I had to admit, this was a first. Upon arriving to the W Hotel City Center for my interview with featured designer Mandy Coon, I was surprised to hear I would be interviewing Coon on the famed W balcony overlooking downtown Adams Street. Coon was in town as part of the W Fashion Next program, an initiative started by the W Hotel to highlight the latest in fashion and support emerging designers. As I watched the scene above me, the musical stylings of DJ Nancy Whang from LCD Soundsystem sailed down to rush hour traffic while passerby paused to look up at the posing models, resplendent in confections of leather and fur. I was immediately excited to join in.
After a somewhat treacherous climb out a second story window in heels, I was face to face with Coon, a pixie-like figure who could easily be out of a storybook with a creamy complexion, sparkling eyes and whimsical haircut. Slight and willowy, she looked like she may fly away on the occasional second floor gusts, yet remained firmly planted while her brightly patterned tunic dress, a pattern she had designed herself, billowed around her.
Though her first eponymous collection debuted in spring 2010, the Houston native has been immersed in the fashion world for some time. Discovered by a model scout at a mall, Coon began her modeling career at age 20, enabling her to travel the fashion capitals of the world. Through her time as a model and her travels, Coon gained a deep appreciation and understanding of fashion construction which led to her to study Haute Couture Sewing and Tailoring at FIT. An apprenticeship with designer Camilla Staerk cemented Coon’s talents for handmade, avant-garde pieces and eccentric detailing and in spring 2010, she began her own line of innovative and beautifully crafted fashion. She showed her fall/winter 2011 collection in the tents of Mercedes-Benz Fashion Week in New York for the first time last season.
And that was exactly what we were able to witness on the second floor of the W that balmy afternoon, Coon’s fall/winter 2011 collection—a study in decadent fabrics and textures cut into shapes that toed the line between masculine and feminine. A mostly black and gray palette was punctuated by the occasional bursts of color, part of an homage to the collection’s curious source of inspiration. In between shouts from the hovering photographers, we chatted.

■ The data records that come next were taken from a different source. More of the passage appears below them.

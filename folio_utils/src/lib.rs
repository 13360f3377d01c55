pub use folio_utils_derive::trace_instrument;

/// Returns the version of the workspace this crate was built from.
pub fn folio_version() -> &'static str {
    env!("CARGO_PKG_VERSION")
}

/// Asserts that an expression matches a pattern, optionally with a guard.
///
/// #### Example
/// ```rust
/// # use folio_utils::assert_matches;
/// let result: Result<u8, &str> = Ok(7);
/// assert_matches!(result, Ok(7));
/// assert_matches!(result, Ok(x) if *x > 3);
/// ```
#[macro_export]
macro_rules! assert_matches {
    ($expr:expr, $pat:pat) => {
        match ($expr) {
            $pat => (),
            val => ::core::panic!(
                "Assertion failed: Value {val:?} did not match pattern {}",
                ::core::stringify!($pat)
            ),
        }
    };
    ($expr:expr, $pat:pat if $pred:expr) => {{
        let val = $expr;
        match (&val) {
            $pat if $pred => (),
            #[allow(unused_variables, reason = "bindings are only used by the guard")]
            $pat => ::core::panic!(
                "Assertion failed: Value {val:?} does not match predicate {}",
                ::core::stringify!($pred)
            ),
            _ => ::core::panic!(
                "Assertion failed: Value {val:?} did not match pattern {}",
                ::core::stringify!($pat)
            ),
        }
    }};
}
pub mod contact;
mod macros;
pub mod notification;
pub mod relay;
pub mod relay;
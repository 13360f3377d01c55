use std::{fmt, time::Duration};

use serde::{Deserialize, Serialize};

#[derive(Debug, Clone, Copy, PartialEq, Eq, Hash, Serialize, Deserialize)]
#[serde(rename_all = "snake_case")]
pub enum NotificationKind {
    Warning,
    Success,
    Failure,
}

impl fmt::Display for NotificationKind {
    fn fmt(&self, f: &mut fmt::Formatter<'_>) -> fmt::Result {
        f.write_str(match self {
            Self::Warning => "warning",
            Self::Success => "success",
            Self::Failure => "failure",
        })
    }
}

/// A user-facing status message produced by one submit attempt.
#[derive(Debug, Clone, PartialEq, Eq, Hash)]
pub enum NotificationEvent {
    Warning(String),
    Success(String),
    Failure(String),
}

impl NotificationEvent {
    pub fn kind(&self) -> NotificationKind {
        match self {
            Self::Warning(_) => NotificationKind::Warning,
            Self::Success(_) => NotificationKind::Success,
            Self::Failure(_) => NotificationKind::Failure,
        }
    }

    pub fn text(&self) -> &str {
        match self {
            Self::Warning(text) | Self::Success(text) | Self::Failure(text) => text,
        }
    }

    pub fn into_text(self) -> String {
        match self {
            Self::Warning(text) | Self::Success(text) | Self::Failure(text) => text,
        }
    }
}

/// Screen corner or edge the notification stack is anchored to.
#[derive(Debug, Clone, Copy, Default, PartialEq, Eq, Hash, Serialize, Deserialize)]
#[serde(rename_all = "kebab-case")]
pub enum NotificationPosition {
    TopLeft,
    TopCenter,
    TopRight,
    BottomLeft,
    BottomCenter,
    #[default]
    BottomRight,
}

#[derive(Debug, Clone, Copy, PartialEq, Eq, Hash)]
pub struct NotificationOptions {
    pub position: NotificationPosition,
    /// Countdown that starts once the notification becomes visible.
    pub auto_close: Duration,
    /// Whether the user may close the notification before it expires.
    pub dismissible: bool,
    /// Whether hovering the notification suspends its countdown.
    pub pause_on_hover: bool,
}

/// How the contact form presents each notification kind.
#[derive(Debug, Clone, Copy, PartialEq, Eq)]
pub struct NotificationSettings {
    pub position: NotificationPosition,
    pub dismissible: bool,
    pub pause_on_hover: bool,
    pub warning_auto_close: Duration,
    pub success_auto_close: Duration,
    pub failure_auto_close: Duration,
}

impl Default for NotificationSettings {
    fn default() -> Self {
        Self {
            position: NotificationPosition::BottomRight,
            dismissible: true,
            pause_on_hover: true,
            warning_auto_close: Duration::from_secs(3),
            success_auto_close: Duration::from_secs(4),
            failure_auto_close: Duration::from_secs(6),
        }
    }
}

impl NotificationSettings {
    pub fn options_for(&self, kind: NotificationKind) -> NotificationOptions {
        let auto_close = match kind {
            NotificationKind::Warning => self.warning_auto_close,
            NotificationKind::Success => self.success_auto_close,
            NotificationKind::Failure => self.failure_auto_close,
        };

        NotificationOptions {
            position: self.position,
            auto_close,
            dismissible: self.dismissible,
            pause_on_hover: self.pause_on_hover,
        }
    }
}

#[derive(Debug, Clone, Copy, PartialEq, Eq, PartialOrd, Ord, Hash, Serialize, Deserialize)]
pub struct NotificationId(pub u64);

impl fmt::Display for NotificationId {
    fn fmt(&self, f: &mut fmt::Formatter<'_>) -> fmt::Result {
        write!(f, "#{}", self.0)
    }
}

/// Render snapshot of a visible notification.
#[derive(Debug, Clone, PartialEq, Eq)]
pub struct ActiveNotification {
    pub id: NotificationId,
    pub kind: NotificationKind,
    pub text: String,
    pub position: NotificationPosition,
    pub auto_close: Duration,
    pub remaining: Duration,
    pub paused: bool,
}

impl ActiveNotification {
    /// Fraction of the countdown that is still left, between `0.0` and `1.0`.
    pub fn progress(&self) -> f64 {
        if self.auto_close.is_zero() {
            return 0.0;
        }
        (self.remaining.as_secs_f64() / self.auto_close.as_secs_f64()).clamp(0.0, 1.0)
    }
}
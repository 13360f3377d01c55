use std::future::Future;

use folio_models::contact::MessagePayload;

/// Third-party service that delivers a message via email on our behalf.
#[cfg_attr(feature = "mock", mockall::automock)]
pub trait EmailRelayApiService: Send + Sync + 'static {
    /// Send `payload` using the given relay service and template.
    ///
    /// Resolves with the relay's status on success and fails for network
    /// errors as well as any non-success response.
    fn send(
        &self,
        service_id: &str,
        template_id: &str,
        payload: &MessagePayload,
        public_key: &str,
    ) -> impl Future<Output = anyhow::Result<RelayResponse>> + Send;
}

#[derive(Debug, Clone, PartialEq, Eq)]
pub struct RelayResponse {
    pub status: u16,
    pub text: String,
}

#[cfg(feature = "mock")]
impl MockEmailRelayApiService {
    pub fn with_send(
        mut self,
        credentials: folio_models::relay::RelayCredentials,
        payload: MessagePayload,
        result: Result<RelayResponse, String>,
    ) -> Self {
        let folio_models::relay::RelayCredentials {
            service_id,
            template_id,
            public_key,
        } = credentials;
        self.expect_send()
            .once()
            .with(
                mockall::predicate::eq(service_id),
                mockall::predicate::eq(template_id),
                mockall::predicate::eq(payload),
                mockall::predicate::eq(public_key),
            )
            .return_once(move |_, _, _, _| {
                Box::pin(std::future::ready(result.map_err(anyhow::Error::msg)))
            });
        self
    }
}
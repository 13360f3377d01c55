macro_rules! nutype_string {
    ($ident:ident($($args:tt)*)) => {
        #[::nutype::nutype(
            $($args)*,
            derive(
                Debug,
                Clone,
                PartialEq,
                Eq,
                Hash,
                Deref,
                TryFrom,
                Serialize,
                Deserialize,
            )
        )]
        pub struct $ident(String);
    };
}

pub(crate) use nutype_string;
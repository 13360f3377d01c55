use folio_config::Config;
use folio_core_contact_impl::{ContactFormServiceConfig, ContactFormServiceImpl};
use folio_extern_impl::{
    http::HttpClient,
    relay::{EmailJsRelayApiServiceConfig, EmailJsRelayApiServiceImpl},
};
use folio_models::{notification::NotificationSettings, relay::RelayCredentials};
use folio_shared_impl::{
    notification::{NotificationServiceConfig, NotificationServiceImpl},
    time::TimeServiceImpl,
};
use types::{ContactForm, Notifications};

pub mod types;

/// Every service the CLI needs, wired from the loaded config.
///
/// `notifications` shares its stack with the one used by `contact_form`.
#[derive(Debug)]
pub struct Environment {
    pub contact_form: ContactForm,
    pub notifications: Notifications,
}

impl Environment {
    pub fn new(config: &Config) -> anyhow::Result<Self> {
        let notifications = NotificationServiceImpl::new(
            TimeServiceImpl,
            NotificationServiceConfig {
                limit: config.notifications.limit,
            },
        );

        let relay_api = EmailJsRelayApiServiceImpl::new(
            EmailJsRelayApiServiceConfig::new(
                config.relay.endpoint_override.clone(),
                config.relay.access_token.clone(),
            ),
            HttpClient::new()?,
        );

        let contact_form = ContactFormServiceImpl::new(
            relay_api,
            notifications.clone(),
            contact_form_config(config),
        );

        Ok(Self {
            contact_form,
            notifications,
        })
    }
}

fn contact_form_config(config: &Config) -> ContactFormServiceConfig {
    ContactFormServiceConfig {
        relay: RelayCredentials {
            service_id: config.relay.service_id.clone(),
            template_id: config.relay.template_id.clone(),
            public_key: config.relay.public_key.clone(),
        },
        recipient_label: config.contact.recipient_label.clone(),
        fallback_address: config.contact.fallback_address.clone(),
        notifications: NotificationSettings {
            position: config.notifications.position,
            dismissible: config.notifications.dismissible,
            pause_on_hover: config.notifications.pause_on_hover,
            warning_auto_close: *config.notifications.warning_auto_close,
            success_auto_close: *config.notifications.success_auto_close,
            failure_auto_close: *config.notifications.failure_auto_close,
        },
    }
}
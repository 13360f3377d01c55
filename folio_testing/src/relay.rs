use std::{
    net::IpAddr,
    sync::{Arc, Mutex, PoisonError},
};

use anyhow::Context;
use axum::{extract::State, http::StatusCode, routing, Json, Router};
use serde::Deserialize;
use tokio::net::TcpListener;
use tracing::info;

pub const SEND_ROUTE: &str = "/api/v1.0/email/send";

#[derive(Debug, Clone)]
pub struct RelayTestConfig {
    pub service_id: String,
    pub template_id: String,
    pub public_key: String,
}

/// Shared state of the testing relay: its credentials and every message it
/// accepted.
#[derive(Debug, Clone)]
pub struct RelayState {
    config: Arc<RelayTestConfig>,
    inbox: Arc<Mutex<Vec<ReceivedMessage>>>,
}

#[derive(Debug, Clone, PartialEq, Eq, Deserialize)]
pub struct ReceivedMessage {
    pub from_name: String,
    pub from_email: String,
    pub message: String,
    pub to_name: String,
}

impl RelayState {
    pub fn new(config: RelayTestConfig) -> Self {
        Self {
            config: config.into(),
            inbox: Default::default(),
        }
    }

    /// Messages accepted so far, oldest first.
    pub fn inbox(&self) -> Vec<ReceivedMessage> {
        self.inbox
            .lock()
            .unwrap_or_else(PoisonError::into_inner)
            .clone()
    }
}

pub fn router(state: RelayState) -> Router {
    Router::new()
        .route(SEND_ROUTE, routing::post(send))
        .with_state(state)
}

pub async fn start_server(host: IpAddr, port: u16, config: RelayTestConfig) -> anyhow::Result<()> {
    info!("Starting email relay testing server on {host}:{port}");
    info!("Email relay send endpoint: http://{host}:{port}{SEND_ROUTE}");
    info!("Service id: {:?}", config.service_id);
    info!("Template id: {:?}", config.template_id);
    info!("Public key: {:?}", config.public_key);

    let listener = TcpListener::bind((host, port))
        .await
        .with_context(|| format!("Failed to bind to {host}:{port}"))?;
    serve(listener, RelayState::new(config)).await
}

/// Serve the testing relay on an already bound listener.
pub async fn serve(listener: TcpListener, state: RelayState) -> anyhow::Result<()> {
    axum::serve(listener, router(state))
        .await
        .context("Failed to start HTTP server")
}

#[derive(Deserialize)]
struct SendRequest {
    service_id: String,
    template_id: String,
    user_id: String,
    template_params: ReceivedMessage,
}

async fn send(
    State(state): State<RelayState>,
    Json(request): Json<SendRequest>,
) -> (StatusCode, &'static str) {
    let config = &state.config;

    if request.user_id != config.public_key {
        return (StatusCode::BAD_REQUEST, "The Public Key is invalid");
    }
    if request.service_id != config.service_id {
        return (StatusCode::BAD_REQUEST, "The service ID is invalid");
    }
    if request.template_id != config.template_id {
        return (StatusCode::BAD_REQUEST, "The template ID is invalid");
    }

    info!(from = %request.template_params.from_name, "Message accepted");
    state
        .inbox
        .lock()
        .unwrap_or_else(PoisonError::into_inner)
        .push(request.template_params);

    (StatusCode::OK, "OK")
}
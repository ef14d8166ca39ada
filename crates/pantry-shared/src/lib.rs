//! # Pantry Shared
//!
//! The API surface types shared between the server and its clients:
//! request payloads and the success/error response body shapes.

pub mod dto;
pub mod response;

pub use response::{Ack, ErrorDetail};
//! # Pantry API Server
//!
//! The main entry point for the Actix-web HTTP server.

use actix_web::{App, HttpServer, web};
use tracing_actix_web::TracingLogger;

use api_server::config::AppConfig;
use api_server::handlers;
use api_server::middleware::error::json_config;
use api_server::state::AppState;

#[actix_web::main]
async fn main() -> std::io::Result<()> {
    // Load .env file if present
    dotenvy::dotenv().ok();

    // Initialize tracing
    init_tracing();

    // Load configuration
    let config = AppConfig::from_env();

    tracing::info!(
        "Starting Pantry API server on {}:{}",
        config.host,
        config.port
    );

    // Connect to the store and ensure the schema exists
    let db = pantry_infra::connect(&config.database)
        .await
        .map_err(std::io::Error::other)?;
    pantry_infra::setup_schema(&db)
        .await
        .map_err(std::io::Error::other)?;

    // Build application state
    let state = AppState::new(db);

    // Start HTTP server
    HttpServer::new(move || {
        App::new()
            .wrap(TracingLogger::default())
            .app_data(web::Data::new(state.clone()))
            .app_data(json_config())
            .configure(handlers::configure_routes)
    })
    .bind((config.host.as_str(), config.port))?
    .run()
    .await
}

fn init_tracing() {
    use tracing_subscriber::{EnvFilter, layer::SubscriberExt, util::SubscriberInitExt};

    let env_filter = EnvFilter::try_from_default_env()
        .unwrap_or_else(|_| EnvFilter::new("info,api_server=debug,pantry_infra=debug"));

    tracing_subscriber::registry()
        .with(env_filter)
        .with(tracing_subscriber::fmt::layer().pretty())
        .init();
}
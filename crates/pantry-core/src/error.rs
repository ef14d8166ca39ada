//! Repository-level error types.

use thiserror::Error;

/// Failures a repository operation can surface.
///
/// `NotFound` is an expected outcome of addressing an absent primary key
/// and must stay distinguishable from store faults; `Constraint` covers
/// store-enforced rules such as the unique username.
#[derive(Debug, Error)]
pub enum RepoError {
    #[error("Database connection failed: {0}")]
    Connection(String),

    #[error("Query execution failed: {0}")]
    Query(String),

    #[error("Record not found")]
    NotFound,

    #[error("Constraint violation: {0}")]
    Constraint(String),
}
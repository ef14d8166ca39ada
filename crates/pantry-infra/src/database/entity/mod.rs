//! SeaORM entity models, one per table.

pub mod beer;
pub mod post;
pub mod product;
pub mod tea;
pub mod user;
//! Application configuration loaded from environment variables.

use std::env;

use pantry_infra::DatabaseConfig;

/// Application configuration.
#[derive(Debug, Clone)]
pub struct AppConfig {
    pub host: String,
    pub port: u16,
    pub database: DatabaseConfig,
}

impl AppConfig {
    /// Load configuration from environment variables.
    pub fn from_env() -> Self {
        let url = env::var("DATABASE_URL").unwrap_or_else(|_| {
            tracing::warn!("DATABASE_URL not set. Falling back to a local SQLite file.");
            "sqlite://pantry.db?mode=rwc".to_string()
        });

        let database = DatabaseConfig {
            url,
            max_connections: env::var("DB_MAX_CONNECTIONS")
                .ok()
                .and_then(|s| s.parse().ok())
                .unwrap_or(100),
            min_connections: env::var("DB_MIN_CONNECTIONS")
                .ok()
                .and_then(|s| s.parse().ok())
                .unwrap_or(10),
        };

        Self {
            host: env::var("HOST").unwrap_or_else(|_| "127.0.0.1".to_string()),
            port: env::var("PORT")
                .ok()
                .and_then(|p| p.parse().ok())
                .unwrap_or(8080),
            database,
        }
    }
}
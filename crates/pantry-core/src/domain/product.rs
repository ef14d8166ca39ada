use serde::{Deserialize, Serialize};

/// Product entity.
#[derive(Debug, Clone, Serialize, Deserialize)]
pub struct Product {
    pub id: i32,
    pub name: String,
    pub price: f64,
}

/// A product before it has been persisted.
#[derive(Debug, Clone)]
pub struct NewProduct {
    pub name: String,
    pub price: f64,
}
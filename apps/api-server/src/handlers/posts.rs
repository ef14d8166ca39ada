//! Post resource handlers.
//!
//! `user_id` is accepted as given; it is not checked against the users
//! table.

use actix_web::{HttpResponse, web};

use pantry_core::domain::NewPost;
use pantry_shared::dto::PostPayload;
use pantry_shared::response::Ack;

use crate::middleware::error::{AppError, AppResult};
use crate::state::AppState;

const ENTITY: &str = "Post";

fn draft_from(payload: PostPayload) -> NewPost {
    NewPost {
        title: payload.title,
        content: payload.content,
        user_id: payload.user_id,
    }
}

/// POST /posts/
pub async fn create(
    state: web::Data<AppState>,
    body: web::Json<PostPayload>,
) -> AppResult<HttpResponse> {
    let post = state
        .posts
        .insert(draft_from(body.into_inner()))
        .await
        .map_err(|e| AppError::from_repo(ENTITY, e))?;

    Ok(HttpResponse::Created().json(post))
}

/// GET /posts/{id}
pub async fn get(state: web::Data<AppState>, path: web::Path<i32>) -> AppResult<HttpResponse> {
    let id = path.into_inner();

    let post = state
        .posts
        .find_by_id(id)
        .await
        .map_err(|e| AppError::from_repo(ENTITY, e))?
        .ok_or_else(|| AppError::not_found(ENTITY, id))?;

    Ok(HttpResponse::Ok().json(post))
}

/// PUT /posts/{id}
pub async fn update(
    state: web::Data<AppState>,
    path: web::Path<i32>,
    body: web::Json<PostPayload>,
) -> AppResult<HttpResponse> {
    let id = path.into_inner();

    state
        .posts
        .update(id, draft_from(body.into_inner()))
        .await
        .map_err(|e| AppError::from_repo_at(ENTITY, id, e))?;

    Ok(HttpResponse::Ok().json(Ack::updated(ENTITY)))
}

/// DELETE /posts/{id}
pub async fn delete(state: web::Data<AppState>, path: web::Path<i32>) -> AppResult<HttpResponse> {
    let id = path.into_inner();

    state
        .posts
        .delete(id)
        .await
        .map_err(|e| AppError::from_repo_at(ENTITY, id, e))?;

    Ok(HttpResponse::Ok().json(Ack::deleted(ENTITY)))
}
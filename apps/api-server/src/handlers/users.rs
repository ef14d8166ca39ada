//! User resource handlers.

use actix_web::{HttpResponse, web};

use pantry_core::domain::NewUser;
use pantry_shared::dto::UserPayload;
use pantry_shared::response::Ack;

use crate::middleware::error::{AppError, AppResult};
use crate::state::AppState;

const ENTITY: &str = "User";

/// POST /users/
pub async fn create(
    state: web::Data<AppState>,
    body: web::Json<UserPayload>,
) -> AppResult<HttpResponse> {
    let payload = body.into_inner();
    let draft = NewUser {
        username: payload.username,
    };

    let user = state
        .users
        .insert(draft)
        .await
        .map_err(|e| AppError::from_repo(ENTITY, e))?;

    Ok(HttpResponse::Created().json(user))
}

/// GET /users/{id}
pub async fn get(state: web::Data<AppState>, path: web::Path<i32>) -> AppResult<HttpResponse> {
    let id = path.into_inner();

    let user = state
        .users
        .find_by_id(id)
        .await
        .map_err(|e| AppError::from_repo(ENTITY, e))?
        .ok_or_else(|| AppError::not_found(ENTITY, id))?;

    Ok(HttpResponse::Ok().json(user))
}

/// PUT /users/{id}
pub async fn update(
    state: web::Data<AppState>,
    path: web::Path<i32>,
    body: web::Json<UserPayload>,
) -> AppResult<HttpResponse> {
    let id = path.into_inner();
    let payload = body.into_inner();
    let draft = NewUser {
        username: payload.username,
    };

    state
        .users
        .update(id, draft)
        .await
        .map_err(|e| AppError::from_repo_at(ENTITY, id, e))?;

    Ok(HttpResponse::Ok().json(Ack::updated(ENTITY)))
}

/// DELETE /users/{id}
pub async fn delete(state: web::Data<AppState>, path: web::Path<i32>) -> AppResult<HttpResponse> {
    let id = path.into_inner();

    state
        .users
        .delete(id)
        .await
        .map_err(|e| AppError::from_repo_at(ENTITY, id, e))?;

    Ok(HttpResponse::Ok().json(Ack::deleted(ENTITY)))
}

SCS: Your fall/winter collection was apparently inspired by jellyfish! What can you tell us about that?
MC: (laughs) that’s true. It was in fact inspired by jellyfish but I wanted to use the jellyfish as a jumping off point, so that it’s not like the designs look like them, but more like you can see the idea of them behind the clothes. I do that, where I’ll start with an idea or an object and then the collection sort of evolves out of that organically. I was also inspired in this collection by a picture of my family, specifically my mother, from about 1981. In the picture, she’s wearing this turtleneck and a pair of high-waisted trousers and looks just so chic. I ended up incorporating a lot of those shapes into the collection to obtain the same kind of elegantly effortless style my mother embodied in that picture.
SCS: How did your modeling end up sparking your interest in design?
MC: Well I was always interested in fashion. Even as a child, again with my mother’s influence, I grew up to appreciate vintage and finding great things at thrift stores. But I never had any design experience until I got into modeling. The traveling really was a big factor, I lived in New York and in London and being surrounded by such cutting edge fashion all the time, suddenly I realized that I appreciated the other side of things, how the clothes were being made. Then once I got the technical skills, my initial creativity came from designing clothes that I wanted to wear myself. Now I have my pieces in 14 stores across the world, which is still pretty crazy for me to believe sometimes.
SCS: Included in those stores are Opening Ceremony in New York and Lissa in Chicago, two stores known for carrying edgy and artful designs. Do you believe that ultimately describes your customer? If not, what does?
MC: I’d have to say my customer is generally a woman between 25 and 45. I do think my customers have an appreciation for clothes that are different and make a statement, but also carry a level of sophistication with them. My customer is definitely not super young, if anything I would love to start a following of the funky, high fashion 80 year old women in the East Village that hang out pink hair and lipstick smeared on her cheek. That would be great. But really, anyone that carries that kind of certain confidence is who I’m designing for.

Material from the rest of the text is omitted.